8.2. DUCK DIVE DIGITAL’S TOTAL LIABILITY FOR ALL CLAIMS RELATED TO THE SERVICES SHALL NOT EXCEED THE TOTAL AMOUNT PAID BY CLIENT TO DUCK DIVE DIGITAL DURING THE SIX (6) MONTHS PRECEDING THE EVENT GIVING RISE TO THE CLAIM.
9. Warranties and Disclaimers
9.1. Duck Dive Digital warrants that:
The Services will be performed in a professional and workmanlike manner
The Services will substantially conform to the specifications set forth in the Service Agreement
9.2. EXCEPT AS EXPRESSLY PROVIDED HEREIN, THE SERVICES ARE PROVIDED “AS IS” AND “AS AVAILABLE” WITHOUT WARRANTIES OF ANY KIND, EITHER EXPRESS OR IMPLIED, INCLUDING BUT NOT LIMITED TO IMPLIED WARRANTIES OF MERCHANTABILITY, FITNESS FOR A PARTICULAR PURPOSE, OR NON-INFRINGEMENT.
9.3. Duck Dive Digital does not warrant that:
The Services will meet your specific requirements
The Services will be uninterrupted, timely, secure, or error-free
The results obtained from the Services will be accurate or reliable
Any errors in the Services will be corrected
10. Indemnification
10.1. You agree to indemnify, defend, and hold harmless Duck Dive Digital, its officers, directors, employees, and agents from and against any claims, liabilities, damages, losses, and expenses, including reasonable attorneys’ fees, arising out of or in any way connected with:
Your access to or use of the Services
Your violation of these Terms
Your violation of any third-party right, including without limitation any intellectual property right or privacy right
Your Client Materials
Any claim that your Client Materials caused damage to a third party
11. Changes to Terms
11.1. Duck Dive Digital reserves the right to modify these Terms at any time. We will provide notice of any material changes by posting the updated Terms on our website or by direct notification.
11.2. Your continued use of the Services after such modifications will constitute your acknowledgment and agreement to the modified Terms.

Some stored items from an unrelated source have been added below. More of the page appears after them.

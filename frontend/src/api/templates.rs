use common::error::ApiError;
use common::model::template::Template;
use common::requests::{endpoints, TemplatePayload};

use super::ApiClient;

pub async fn list(client: &ApiClient) -> Result<Vec<Template>, ApiError> {
    client.get_json(endpoints::TEMPLATES).await
}

pub async fn get(client: &ApiClient, id: &str) -> Result<Template, ApiError> {
    client.get_json(&endpoints::template(id)).await
}

pub async fn create(client: &ApiClient, payload: &TemplatePayload) -> Result<Template, ApiError> {
    client.post_json(endpoints::TEMPLATES, payload).await
}

pub async fn update(client: &ApiClient, id: &str, payload: &TemplatePayload) -> Result<Template, ApiError> {
    client.put_json(&endpoints::template(id), payload).await
}

pub async fn delete(client: &ApiClient, id: &str) -> Result<(), ApiError> {
    client.delete(&endpoints::template(id)).await
}

/// Empty `.xlsx` workbook with the template's columns as headers.
pub async fn download(client: &ApiClient, id: &str) -> Result<Vec<u8>, ApiError> {
    client.get_bytes(&endpoints::template_download(id)).await
}
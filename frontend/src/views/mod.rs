//! One module per route.

pub mod dashboard_create;
pub mod dashboard_detail;
pub mod dashboards;
pub mod home;
pub mod login;
pub mod profile;
pub mod signup;
pub mod table;
pub mod table_manager;
pub mod template_detail;
pub mod template_form;
pub mod templates;
pub mod upload;
pub mod upload_detail;
pub mod upload_preview;
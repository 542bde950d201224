//! Typed wrappers around the remote API, one module per resource.

pub mod auth;
pub mod client;
pub mod dashboards;
pub mod data;
pub mod templates;

use yew::prelude::*;

pub use client::ApiClient;

/// The client provided by the application root.
pub fn client_from<C: Component>(ctx: &Context<C>) -> Option<ApiClient> {
    ctx.link()
        .context::<ApiClient>(Callback::noop())
        .map(|(client, _)| client)
}
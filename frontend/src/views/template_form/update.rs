use yew::platform::spawn_local;
use yew::prelude::*;
use yew_router::prelude::*;

use common::forms::ColumnBuilder;
use common::status::LoadState;

use crate::api::{self, templates};
use crate::helpers::{navigate_after, show_error, show_success};
use crate::routes::Route;

use super::messages::Msg;
use super::state::TemplateForm;

pub fn update(form: &mut TemplateForm, ctx: &Context<TemplateForm>, msg: Msg) -> bool {
    match msg {
        Msg::Load => {
            let Some(id) = ctx.props().id.clone() else {
                return false;
            };
            if id.trim().is_empty() {
                show_error("ID de template no válido");
                navigate_after(ctx.link().navigator(), Route::Templates, 0);
                return false;
            }
            let Some(client) = api::client_from(ctx) else {
                return false;
            };
            let link = ctx.link().clone();
            spawn_local(async move {
                link.send_message(Msg::Loaded(templates::get(&client, &id).await));
            });
            false
        }
        Msg::Loaded(result) => {
            match result {
                Ok(template) => {
                    form.name = template.name.clone();
                    form.columns = ColumnBuilder::from_template(&template);
                    form.loaded = LoadState::Ready(());
                }
                Err(err) => {
                    show_error("Error al cargar el template");
                    form.loaded = LoadState::Failed(err.to_string());
                }
            }
            true
        }
        Msg::SetName(name) => {
            form.name = name;
            form.form_error = None;
            false
        }
        Msg::SetColumnName(name) => {
            form.column_name = name;
            if form.column_error.take().is_some() {
                return true;
            }
            false
        }
        Msg::SetColumnType(column_type) => {
            form.column_type = column_type;
            false
        }
        Msg::AddColumn => {
            match form.columns.add(&form.column_name, form.column_type) {
                Ok(()) => {
                    form.column_name.clear();
                    form.column_error = None;
                    form.form_error = None;
                }
                Err(err) => form.column_error = Some(err.to_string()),
            }
            true
        }
        Msg::RemoveColumn(index) => {
            form.columns.remove(index);
            true
        }
        Msg::Save => {
            if form.saving {
                return false;
            }
            let payload = match form.columns.payload(&form.name) {
                Ok(payload) => payload,
                Err(err) => {
                    form.form_error = Some(err.to_string());
                    return true;
                }
            };
            let Some(client) = api::client_from(ctx) else {
                return false;
            };
            form.saving = true;
            form.form_error = None;
            let id = ctx.props().id.clone();
            let link = ctx.link().clone();
            spawn_local(async move {
                let result = match id {
                    Some(id) => templates::update(&client, &id, &payload).await,
                    None => templates::create(&client, &payload).await,
                };
                link.send_message(Msg::Saved(result));
            });
            true
        }
        Msg::Saved(result) => {
            form.saving = false;
            match result {
                Ok(template) => {
                    show_success(if form.editing {
                        "Template actualizado exitosamente"
                    } else {
                        "Template creado exitosamente"
                    });
                    if let Some(navigator) = ctx.link().navigator() {
                        navigator.push(&Route::TemplateDetail { id: template.id });
                    }
                }
                Err(err) => form.form_error = Some(err.detail().to_string()),
            }
            true
        }
    }
}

12. Governing Law and Dispute Resolution
12.1. These Terms shall be governed by and construed in accordance with the laws of the state of New Jersey, without regard to its conflict of law provisions.
12.2. Any dispute arising from or relating to these Terms or the Services shall be resolved through:
First, good faith negotiations between the parties
If negotiations fail, mediation administered by a mutually agreed-upon mediator
If mediation fails, binding arbitration conducted in Brick, NJ in accordance with the rules of the American Arbitration Association
13. Force Majeure
Neither party shall be liable for any failure or delay in performance due to circumstances beyond its reasonable control, including but not limited to acts of God, natural disasters, pandemic, terrorism, riot, embargoes, acts of civil or military authorities, fire, flood, accident, network or telecommunication outages, or strikes.
14. Severability
If any provision of these Terms is found to be unenforceable or invalid, that provision will be limited or eliminated to the minimum extent necessary so that the Terms will otherwise remain in full force and effect and enforceable.
15. Assignment
You may not assign or transfer these Terms or your rights and obligations under these Terms without Duck Dive Digital’s prior written consent. Duck Dive Digital may assign these Terms without your consent to an affiliate or in connection with a merger, acquisition, corporate reorganization, or sale of all or substantially all of its assets.
16. Entire Agreement
These Terms, together with the Service Agreement, constitute the entire agreement between you and Duck Dive Digital regarding the Services and supersede all prior and contemporaneous agreements, proposals, or representations, written or oral, concerning the subject matter.